• _ASSIGNMENT_:
Among the lines below, count those with "registration". Give the total alone.

• _RECORDS SHOWN_:
------------

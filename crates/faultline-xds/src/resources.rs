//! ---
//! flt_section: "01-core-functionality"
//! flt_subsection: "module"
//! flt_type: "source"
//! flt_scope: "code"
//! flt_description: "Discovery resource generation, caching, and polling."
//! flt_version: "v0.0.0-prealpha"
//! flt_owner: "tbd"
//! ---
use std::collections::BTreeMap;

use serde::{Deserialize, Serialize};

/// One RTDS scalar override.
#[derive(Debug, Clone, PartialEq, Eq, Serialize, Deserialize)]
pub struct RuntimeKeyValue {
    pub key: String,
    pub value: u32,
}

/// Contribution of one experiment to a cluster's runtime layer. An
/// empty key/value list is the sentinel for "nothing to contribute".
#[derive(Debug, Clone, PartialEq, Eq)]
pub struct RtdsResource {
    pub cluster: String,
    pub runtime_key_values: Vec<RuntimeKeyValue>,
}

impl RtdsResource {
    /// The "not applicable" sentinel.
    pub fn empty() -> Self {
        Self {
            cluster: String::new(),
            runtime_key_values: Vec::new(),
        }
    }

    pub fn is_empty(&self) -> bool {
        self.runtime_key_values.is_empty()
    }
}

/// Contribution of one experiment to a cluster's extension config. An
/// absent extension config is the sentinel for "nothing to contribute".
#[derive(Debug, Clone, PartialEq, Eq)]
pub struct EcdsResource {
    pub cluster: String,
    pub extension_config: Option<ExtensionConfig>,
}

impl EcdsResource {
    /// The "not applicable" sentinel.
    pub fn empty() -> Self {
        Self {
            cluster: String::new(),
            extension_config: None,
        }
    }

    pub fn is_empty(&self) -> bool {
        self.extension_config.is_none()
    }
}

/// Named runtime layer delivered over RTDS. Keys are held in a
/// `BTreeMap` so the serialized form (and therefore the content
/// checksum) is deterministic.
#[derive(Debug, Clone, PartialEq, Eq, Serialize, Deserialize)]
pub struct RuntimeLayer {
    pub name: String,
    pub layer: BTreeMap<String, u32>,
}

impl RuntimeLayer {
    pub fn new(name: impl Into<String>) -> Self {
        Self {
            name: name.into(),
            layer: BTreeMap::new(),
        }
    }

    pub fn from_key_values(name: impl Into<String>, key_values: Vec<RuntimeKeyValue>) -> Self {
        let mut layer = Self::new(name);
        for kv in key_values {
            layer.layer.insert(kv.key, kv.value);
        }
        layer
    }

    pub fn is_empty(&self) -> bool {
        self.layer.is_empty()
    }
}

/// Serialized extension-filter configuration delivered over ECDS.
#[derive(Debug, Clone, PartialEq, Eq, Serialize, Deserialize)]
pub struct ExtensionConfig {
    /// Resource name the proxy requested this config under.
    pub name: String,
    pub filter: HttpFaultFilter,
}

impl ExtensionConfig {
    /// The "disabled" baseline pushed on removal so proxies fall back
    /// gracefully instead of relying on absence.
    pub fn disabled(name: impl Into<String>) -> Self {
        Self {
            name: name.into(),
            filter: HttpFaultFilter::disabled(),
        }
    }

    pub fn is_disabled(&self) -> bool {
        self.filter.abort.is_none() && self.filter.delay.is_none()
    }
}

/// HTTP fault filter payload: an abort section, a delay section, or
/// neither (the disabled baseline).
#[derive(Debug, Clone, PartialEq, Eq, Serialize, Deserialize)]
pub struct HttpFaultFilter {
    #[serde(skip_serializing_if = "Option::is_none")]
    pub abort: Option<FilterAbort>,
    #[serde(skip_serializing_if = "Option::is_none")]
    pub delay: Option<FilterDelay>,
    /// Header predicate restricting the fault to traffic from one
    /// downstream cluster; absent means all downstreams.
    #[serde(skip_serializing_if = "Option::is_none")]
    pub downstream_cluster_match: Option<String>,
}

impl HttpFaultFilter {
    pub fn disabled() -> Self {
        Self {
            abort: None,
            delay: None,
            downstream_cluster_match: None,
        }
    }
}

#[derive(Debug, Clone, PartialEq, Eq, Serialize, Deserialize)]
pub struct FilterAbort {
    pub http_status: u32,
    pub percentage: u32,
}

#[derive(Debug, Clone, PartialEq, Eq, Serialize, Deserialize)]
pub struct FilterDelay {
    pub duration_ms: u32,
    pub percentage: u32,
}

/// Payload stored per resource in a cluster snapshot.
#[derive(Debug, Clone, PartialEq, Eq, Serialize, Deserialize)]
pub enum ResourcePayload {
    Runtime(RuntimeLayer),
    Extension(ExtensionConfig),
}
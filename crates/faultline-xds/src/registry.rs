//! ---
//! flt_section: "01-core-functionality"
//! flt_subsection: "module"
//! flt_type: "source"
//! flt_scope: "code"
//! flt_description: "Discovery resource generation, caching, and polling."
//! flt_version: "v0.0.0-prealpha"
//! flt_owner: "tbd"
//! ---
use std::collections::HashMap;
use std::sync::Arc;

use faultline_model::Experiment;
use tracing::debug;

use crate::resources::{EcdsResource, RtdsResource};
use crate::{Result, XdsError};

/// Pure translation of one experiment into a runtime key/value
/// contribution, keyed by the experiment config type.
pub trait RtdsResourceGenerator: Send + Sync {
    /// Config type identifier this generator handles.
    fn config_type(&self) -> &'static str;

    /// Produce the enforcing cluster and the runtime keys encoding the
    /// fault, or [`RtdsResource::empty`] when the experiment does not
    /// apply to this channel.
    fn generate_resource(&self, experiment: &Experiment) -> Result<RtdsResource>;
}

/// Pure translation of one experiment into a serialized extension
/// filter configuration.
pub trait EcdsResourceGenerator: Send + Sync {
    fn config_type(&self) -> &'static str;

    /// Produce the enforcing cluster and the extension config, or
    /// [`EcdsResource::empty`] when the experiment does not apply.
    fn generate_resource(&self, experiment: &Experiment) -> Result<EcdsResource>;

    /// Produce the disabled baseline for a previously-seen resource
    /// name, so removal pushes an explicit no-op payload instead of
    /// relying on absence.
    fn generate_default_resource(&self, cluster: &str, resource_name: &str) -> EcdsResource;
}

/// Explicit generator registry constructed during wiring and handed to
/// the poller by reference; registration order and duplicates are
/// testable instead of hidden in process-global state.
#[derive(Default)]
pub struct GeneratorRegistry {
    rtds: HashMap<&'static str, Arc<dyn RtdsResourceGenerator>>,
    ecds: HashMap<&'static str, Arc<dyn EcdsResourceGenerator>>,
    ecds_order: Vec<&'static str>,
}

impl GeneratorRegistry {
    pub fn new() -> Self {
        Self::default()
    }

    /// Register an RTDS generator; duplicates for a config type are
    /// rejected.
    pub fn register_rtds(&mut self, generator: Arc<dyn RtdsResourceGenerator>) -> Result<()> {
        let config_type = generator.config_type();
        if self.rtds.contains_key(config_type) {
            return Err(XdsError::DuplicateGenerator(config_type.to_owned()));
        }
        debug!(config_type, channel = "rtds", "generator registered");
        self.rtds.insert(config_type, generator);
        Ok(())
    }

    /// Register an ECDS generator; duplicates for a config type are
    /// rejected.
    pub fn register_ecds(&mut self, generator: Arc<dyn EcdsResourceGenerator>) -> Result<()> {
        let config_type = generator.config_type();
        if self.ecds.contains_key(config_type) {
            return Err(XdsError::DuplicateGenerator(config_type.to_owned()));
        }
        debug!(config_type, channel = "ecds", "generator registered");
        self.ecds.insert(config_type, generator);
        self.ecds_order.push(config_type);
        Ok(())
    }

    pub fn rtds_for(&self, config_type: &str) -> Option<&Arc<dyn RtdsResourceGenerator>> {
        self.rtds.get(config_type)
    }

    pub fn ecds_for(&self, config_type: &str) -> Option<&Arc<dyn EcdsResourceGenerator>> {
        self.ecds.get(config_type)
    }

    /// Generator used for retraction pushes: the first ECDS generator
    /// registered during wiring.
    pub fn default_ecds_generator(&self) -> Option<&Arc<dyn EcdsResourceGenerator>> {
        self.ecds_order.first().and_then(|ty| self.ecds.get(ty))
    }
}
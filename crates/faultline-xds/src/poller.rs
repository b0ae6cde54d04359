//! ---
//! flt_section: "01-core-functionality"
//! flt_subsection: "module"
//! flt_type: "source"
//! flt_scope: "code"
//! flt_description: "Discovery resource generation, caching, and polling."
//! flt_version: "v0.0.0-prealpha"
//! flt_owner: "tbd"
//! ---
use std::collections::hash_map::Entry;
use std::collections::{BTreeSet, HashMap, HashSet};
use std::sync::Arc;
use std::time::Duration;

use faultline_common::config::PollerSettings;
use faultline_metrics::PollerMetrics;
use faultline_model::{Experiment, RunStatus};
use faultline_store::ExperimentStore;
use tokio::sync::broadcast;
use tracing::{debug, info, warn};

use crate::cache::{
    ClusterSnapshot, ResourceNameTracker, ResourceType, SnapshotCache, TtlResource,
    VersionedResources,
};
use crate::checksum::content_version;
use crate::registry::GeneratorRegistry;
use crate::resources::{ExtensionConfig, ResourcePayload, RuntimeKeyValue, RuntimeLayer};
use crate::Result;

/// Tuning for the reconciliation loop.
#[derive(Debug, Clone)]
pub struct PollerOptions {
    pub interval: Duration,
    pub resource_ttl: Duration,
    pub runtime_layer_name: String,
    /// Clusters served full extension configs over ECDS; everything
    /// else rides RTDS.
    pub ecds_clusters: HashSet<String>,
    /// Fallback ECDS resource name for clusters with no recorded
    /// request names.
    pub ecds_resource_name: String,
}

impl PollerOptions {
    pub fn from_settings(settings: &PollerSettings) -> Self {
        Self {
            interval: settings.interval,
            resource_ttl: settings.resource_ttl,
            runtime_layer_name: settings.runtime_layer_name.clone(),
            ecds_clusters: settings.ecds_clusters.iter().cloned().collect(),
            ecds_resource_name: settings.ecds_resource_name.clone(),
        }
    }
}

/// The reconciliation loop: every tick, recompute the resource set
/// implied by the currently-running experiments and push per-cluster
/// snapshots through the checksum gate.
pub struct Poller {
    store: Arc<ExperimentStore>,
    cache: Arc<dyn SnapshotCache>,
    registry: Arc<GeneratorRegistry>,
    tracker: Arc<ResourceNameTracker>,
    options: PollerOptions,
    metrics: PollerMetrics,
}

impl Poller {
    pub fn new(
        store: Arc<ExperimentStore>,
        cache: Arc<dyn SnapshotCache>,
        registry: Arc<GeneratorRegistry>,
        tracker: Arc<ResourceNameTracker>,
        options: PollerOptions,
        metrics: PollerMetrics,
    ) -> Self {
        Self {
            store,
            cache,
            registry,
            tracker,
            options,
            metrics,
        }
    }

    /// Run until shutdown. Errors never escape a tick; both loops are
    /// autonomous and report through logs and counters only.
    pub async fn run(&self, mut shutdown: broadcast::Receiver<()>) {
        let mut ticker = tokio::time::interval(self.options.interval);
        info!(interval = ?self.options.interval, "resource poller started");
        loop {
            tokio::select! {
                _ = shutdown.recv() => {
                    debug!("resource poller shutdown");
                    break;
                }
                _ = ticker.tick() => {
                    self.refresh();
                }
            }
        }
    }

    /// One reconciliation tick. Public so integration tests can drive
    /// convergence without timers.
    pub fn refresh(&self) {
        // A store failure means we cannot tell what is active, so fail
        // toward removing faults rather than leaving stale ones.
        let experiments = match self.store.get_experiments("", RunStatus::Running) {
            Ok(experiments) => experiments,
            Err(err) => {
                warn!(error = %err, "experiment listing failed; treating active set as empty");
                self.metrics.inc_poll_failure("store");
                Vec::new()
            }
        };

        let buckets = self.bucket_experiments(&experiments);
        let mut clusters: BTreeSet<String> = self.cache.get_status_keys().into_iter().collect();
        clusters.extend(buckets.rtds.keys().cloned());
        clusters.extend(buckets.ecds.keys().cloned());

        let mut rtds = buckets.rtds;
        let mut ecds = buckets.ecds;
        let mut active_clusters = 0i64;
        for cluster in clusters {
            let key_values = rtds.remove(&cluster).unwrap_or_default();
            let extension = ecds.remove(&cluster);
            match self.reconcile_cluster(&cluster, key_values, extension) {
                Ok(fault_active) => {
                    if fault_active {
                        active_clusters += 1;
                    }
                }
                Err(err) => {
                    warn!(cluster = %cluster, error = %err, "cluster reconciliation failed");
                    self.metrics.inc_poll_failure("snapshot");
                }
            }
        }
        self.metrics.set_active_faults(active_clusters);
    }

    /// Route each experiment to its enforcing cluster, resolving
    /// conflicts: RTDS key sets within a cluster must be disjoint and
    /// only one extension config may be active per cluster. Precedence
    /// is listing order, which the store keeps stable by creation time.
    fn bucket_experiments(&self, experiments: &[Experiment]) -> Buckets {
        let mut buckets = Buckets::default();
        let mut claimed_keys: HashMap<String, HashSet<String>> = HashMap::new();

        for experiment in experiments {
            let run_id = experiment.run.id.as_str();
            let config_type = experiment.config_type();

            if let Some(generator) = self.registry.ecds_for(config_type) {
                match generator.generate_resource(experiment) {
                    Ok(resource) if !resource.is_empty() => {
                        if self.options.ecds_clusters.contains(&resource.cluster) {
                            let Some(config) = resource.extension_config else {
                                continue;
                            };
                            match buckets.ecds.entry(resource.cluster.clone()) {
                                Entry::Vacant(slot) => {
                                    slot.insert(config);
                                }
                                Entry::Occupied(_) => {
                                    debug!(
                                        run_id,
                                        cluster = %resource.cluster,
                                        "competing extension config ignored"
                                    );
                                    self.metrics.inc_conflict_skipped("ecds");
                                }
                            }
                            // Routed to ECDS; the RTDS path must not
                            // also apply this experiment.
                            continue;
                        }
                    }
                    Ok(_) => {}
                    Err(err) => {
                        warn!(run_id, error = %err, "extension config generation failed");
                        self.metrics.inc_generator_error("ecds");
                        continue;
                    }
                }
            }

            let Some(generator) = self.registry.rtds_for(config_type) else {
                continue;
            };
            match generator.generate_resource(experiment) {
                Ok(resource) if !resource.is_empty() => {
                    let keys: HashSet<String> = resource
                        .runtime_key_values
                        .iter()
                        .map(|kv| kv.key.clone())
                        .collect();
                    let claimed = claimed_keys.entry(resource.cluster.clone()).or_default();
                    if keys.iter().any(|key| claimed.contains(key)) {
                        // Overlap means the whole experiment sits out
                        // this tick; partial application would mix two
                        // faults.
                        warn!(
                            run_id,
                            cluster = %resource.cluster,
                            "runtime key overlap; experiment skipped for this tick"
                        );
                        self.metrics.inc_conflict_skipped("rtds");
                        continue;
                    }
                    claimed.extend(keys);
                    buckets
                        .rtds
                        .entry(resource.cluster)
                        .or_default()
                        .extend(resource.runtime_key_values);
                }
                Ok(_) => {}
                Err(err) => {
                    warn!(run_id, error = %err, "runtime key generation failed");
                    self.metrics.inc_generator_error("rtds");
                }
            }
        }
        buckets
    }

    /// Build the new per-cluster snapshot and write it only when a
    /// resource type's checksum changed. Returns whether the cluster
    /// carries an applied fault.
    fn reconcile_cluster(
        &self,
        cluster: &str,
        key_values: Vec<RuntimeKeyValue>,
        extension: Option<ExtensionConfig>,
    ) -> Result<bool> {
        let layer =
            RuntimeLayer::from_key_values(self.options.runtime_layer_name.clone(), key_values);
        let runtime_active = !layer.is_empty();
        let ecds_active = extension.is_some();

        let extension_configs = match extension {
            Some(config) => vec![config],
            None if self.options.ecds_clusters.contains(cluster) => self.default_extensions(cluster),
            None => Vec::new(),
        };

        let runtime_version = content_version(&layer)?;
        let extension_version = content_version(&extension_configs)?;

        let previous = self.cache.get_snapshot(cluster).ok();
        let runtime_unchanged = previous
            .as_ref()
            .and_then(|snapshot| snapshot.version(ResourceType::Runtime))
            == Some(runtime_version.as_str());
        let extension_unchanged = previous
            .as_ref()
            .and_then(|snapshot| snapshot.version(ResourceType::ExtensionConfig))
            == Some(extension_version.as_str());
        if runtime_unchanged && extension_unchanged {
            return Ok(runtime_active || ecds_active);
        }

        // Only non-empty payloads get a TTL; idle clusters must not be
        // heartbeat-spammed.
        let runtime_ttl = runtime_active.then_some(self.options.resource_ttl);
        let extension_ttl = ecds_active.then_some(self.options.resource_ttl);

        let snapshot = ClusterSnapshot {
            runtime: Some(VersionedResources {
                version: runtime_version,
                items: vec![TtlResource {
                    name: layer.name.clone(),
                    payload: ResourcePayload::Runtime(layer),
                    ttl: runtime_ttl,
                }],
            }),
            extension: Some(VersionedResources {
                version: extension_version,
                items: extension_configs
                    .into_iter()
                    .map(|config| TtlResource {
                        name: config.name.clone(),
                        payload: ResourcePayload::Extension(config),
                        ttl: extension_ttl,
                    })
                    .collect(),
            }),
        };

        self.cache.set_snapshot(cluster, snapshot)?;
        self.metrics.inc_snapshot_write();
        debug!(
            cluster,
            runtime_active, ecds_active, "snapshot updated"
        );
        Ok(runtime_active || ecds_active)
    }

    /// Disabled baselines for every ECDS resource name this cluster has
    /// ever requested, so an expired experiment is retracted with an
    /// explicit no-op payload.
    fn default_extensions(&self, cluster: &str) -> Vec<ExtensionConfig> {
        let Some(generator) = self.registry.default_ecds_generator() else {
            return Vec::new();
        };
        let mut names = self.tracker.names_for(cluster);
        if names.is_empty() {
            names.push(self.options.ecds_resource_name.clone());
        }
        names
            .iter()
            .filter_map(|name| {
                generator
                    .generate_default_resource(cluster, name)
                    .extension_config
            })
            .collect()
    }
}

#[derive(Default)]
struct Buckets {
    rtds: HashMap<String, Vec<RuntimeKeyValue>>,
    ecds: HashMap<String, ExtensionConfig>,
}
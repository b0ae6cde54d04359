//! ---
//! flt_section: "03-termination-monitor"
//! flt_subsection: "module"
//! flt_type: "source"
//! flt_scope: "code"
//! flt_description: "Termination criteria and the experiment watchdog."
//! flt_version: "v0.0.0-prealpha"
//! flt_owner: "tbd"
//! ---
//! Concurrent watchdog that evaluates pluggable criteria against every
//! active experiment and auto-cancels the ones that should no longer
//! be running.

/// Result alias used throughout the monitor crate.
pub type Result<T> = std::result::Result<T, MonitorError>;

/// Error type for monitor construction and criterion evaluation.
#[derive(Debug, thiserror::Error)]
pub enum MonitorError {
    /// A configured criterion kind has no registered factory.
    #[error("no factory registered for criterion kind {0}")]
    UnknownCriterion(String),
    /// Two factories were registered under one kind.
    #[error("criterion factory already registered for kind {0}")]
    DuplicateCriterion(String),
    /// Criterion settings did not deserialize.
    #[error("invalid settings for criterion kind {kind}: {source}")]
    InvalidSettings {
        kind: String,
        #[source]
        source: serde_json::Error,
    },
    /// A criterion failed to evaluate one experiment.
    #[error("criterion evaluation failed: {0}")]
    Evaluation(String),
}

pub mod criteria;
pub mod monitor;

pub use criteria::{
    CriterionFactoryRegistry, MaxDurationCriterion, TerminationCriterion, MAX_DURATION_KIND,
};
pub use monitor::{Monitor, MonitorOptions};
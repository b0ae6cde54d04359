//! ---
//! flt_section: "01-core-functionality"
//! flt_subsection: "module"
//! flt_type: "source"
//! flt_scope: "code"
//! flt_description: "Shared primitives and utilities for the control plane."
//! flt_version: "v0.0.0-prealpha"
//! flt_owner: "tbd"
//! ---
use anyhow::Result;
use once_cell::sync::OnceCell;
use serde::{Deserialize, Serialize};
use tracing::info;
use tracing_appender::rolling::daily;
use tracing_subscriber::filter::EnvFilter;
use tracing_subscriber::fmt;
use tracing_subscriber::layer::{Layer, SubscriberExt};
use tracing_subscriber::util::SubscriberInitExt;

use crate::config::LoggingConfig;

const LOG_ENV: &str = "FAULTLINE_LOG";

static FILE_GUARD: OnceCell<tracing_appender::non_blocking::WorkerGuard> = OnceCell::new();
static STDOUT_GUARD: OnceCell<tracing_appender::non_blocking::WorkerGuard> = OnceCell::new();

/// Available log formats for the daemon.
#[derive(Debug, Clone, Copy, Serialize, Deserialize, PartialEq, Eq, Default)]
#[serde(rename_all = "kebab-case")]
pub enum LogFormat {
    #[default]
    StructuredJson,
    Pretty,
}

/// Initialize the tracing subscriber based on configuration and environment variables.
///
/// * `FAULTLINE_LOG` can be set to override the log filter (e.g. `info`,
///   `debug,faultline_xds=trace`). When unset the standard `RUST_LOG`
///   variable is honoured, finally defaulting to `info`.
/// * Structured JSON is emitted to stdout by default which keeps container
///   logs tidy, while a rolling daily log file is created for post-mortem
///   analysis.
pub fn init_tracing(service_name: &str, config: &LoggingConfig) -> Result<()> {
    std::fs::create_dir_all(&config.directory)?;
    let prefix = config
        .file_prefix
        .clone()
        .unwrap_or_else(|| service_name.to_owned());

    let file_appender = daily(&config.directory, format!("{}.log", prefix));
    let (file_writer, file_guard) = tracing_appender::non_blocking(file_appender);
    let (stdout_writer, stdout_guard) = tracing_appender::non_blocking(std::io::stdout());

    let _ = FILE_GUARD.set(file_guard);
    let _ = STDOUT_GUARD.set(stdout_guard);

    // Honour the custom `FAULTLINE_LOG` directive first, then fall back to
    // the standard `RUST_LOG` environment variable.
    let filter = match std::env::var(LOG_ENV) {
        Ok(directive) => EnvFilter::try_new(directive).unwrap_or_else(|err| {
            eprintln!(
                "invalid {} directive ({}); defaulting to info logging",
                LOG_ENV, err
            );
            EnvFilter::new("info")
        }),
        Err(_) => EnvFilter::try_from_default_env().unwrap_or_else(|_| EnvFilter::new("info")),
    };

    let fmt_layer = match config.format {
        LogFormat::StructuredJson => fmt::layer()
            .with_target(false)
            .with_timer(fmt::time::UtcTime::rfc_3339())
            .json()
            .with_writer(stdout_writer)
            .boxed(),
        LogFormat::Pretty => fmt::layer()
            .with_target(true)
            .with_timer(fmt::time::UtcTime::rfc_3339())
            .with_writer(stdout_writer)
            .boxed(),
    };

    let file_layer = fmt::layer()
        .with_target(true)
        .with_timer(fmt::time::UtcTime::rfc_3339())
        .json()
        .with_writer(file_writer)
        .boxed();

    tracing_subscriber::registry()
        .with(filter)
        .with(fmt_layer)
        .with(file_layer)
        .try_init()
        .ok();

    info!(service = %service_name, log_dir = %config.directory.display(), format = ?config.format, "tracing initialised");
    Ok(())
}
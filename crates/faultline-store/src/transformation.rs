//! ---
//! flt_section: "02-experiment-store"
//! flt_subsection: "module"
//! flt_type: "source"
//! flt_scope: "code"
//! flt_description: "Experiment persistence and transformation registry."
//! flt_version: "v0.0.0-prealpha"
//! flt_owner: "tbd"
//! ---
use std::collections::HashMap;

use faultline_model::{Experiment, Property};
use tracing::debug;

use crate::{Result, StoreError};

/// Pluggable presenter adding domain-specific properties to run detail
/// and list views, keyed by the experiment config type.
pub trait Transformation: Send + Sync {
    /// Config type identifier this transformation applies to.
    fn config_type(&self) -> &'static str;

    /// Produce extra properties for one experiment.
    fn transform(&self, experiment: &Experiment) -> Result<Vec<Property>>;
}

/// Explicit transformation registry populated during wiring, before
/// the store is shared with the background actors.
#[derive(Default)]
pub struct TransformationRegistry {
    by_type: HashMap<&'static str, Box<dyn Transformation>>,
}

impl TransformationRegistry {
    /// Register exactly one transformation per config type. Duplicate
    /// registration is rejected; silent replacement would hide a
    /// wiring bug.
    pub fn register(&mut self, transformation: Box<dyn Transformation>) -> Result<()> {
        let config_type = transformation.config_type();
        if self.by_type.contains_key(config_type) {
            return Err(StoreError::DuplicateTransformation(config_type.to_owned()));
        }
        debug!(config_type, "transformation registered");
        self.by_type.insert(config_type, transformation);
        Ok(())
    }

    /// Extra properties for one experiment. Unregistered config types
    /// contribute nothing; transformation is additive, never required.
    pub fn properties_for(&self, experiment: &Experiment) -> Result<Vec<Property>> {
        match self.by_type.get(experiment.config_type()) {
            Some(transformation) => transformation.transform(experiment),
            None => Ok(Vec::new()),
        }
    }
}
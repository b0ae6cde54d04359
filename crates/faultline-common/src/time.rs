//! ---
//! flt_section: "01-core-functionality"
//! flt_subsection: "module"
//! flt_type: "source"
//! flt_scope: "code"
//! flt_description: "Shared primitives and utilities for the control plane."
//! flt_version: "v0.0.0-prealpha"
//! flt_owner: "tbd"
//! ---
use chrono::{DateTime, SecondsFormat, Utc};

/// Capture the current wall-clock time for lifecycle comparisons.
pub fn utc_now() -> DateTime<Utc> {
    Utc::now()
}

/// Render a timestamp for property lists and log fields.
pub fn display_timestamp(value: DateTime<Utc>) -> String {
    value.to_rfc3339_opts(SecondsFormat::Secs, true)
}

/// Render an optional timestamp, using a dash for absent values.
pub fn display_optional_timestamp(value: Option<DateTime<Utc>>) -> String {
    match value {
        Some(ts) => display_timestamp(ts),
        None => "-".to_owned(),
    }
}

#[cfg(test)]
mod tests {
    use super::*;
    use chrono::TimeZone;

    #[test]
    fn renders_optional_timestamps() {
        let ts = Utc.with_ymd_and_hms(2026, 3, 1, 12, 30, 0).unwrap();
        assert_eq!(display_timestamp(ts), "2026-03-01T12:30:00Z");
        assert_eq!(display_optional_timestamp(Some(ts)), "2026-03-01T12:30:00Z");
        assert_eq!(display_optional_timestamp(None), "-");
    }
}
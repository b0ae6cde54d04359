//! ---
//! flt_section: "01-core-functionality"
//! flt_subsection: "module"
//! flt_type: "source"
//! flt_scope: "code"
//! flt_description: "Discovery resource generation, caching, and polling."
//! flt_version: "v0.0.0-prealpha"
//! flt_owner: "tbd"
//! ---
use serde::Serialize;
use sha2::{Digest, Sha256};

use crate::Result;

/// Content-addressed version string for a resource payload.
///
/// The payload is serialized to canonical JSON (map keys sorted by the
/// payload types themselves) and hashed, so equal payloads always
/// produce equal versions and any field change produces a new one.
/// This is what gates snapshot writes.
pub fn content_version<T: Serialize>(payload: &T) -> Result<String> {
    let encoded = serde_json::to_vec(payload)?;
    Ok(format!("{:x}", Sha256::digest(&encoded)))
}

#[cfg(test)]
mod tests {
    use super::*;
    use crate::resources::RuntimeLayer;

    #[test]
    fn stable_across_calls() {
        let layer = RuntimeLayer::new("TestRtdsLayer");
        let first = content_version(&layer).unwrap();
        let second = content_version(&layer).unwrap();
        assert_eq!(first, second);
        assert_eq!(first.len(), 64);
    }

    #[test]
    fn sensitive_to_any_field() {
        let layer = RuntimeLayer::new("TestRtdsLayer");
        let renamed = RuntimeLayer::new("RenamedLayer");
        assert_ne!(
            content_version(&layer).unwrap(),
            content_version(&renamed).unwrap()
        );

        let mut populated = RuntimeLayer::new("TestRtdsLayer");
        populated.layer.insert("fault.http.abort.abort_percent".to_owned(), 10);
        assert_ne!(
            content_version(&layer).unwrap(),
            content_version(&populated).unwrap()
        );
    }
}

------------

• _SOLUTION_:
2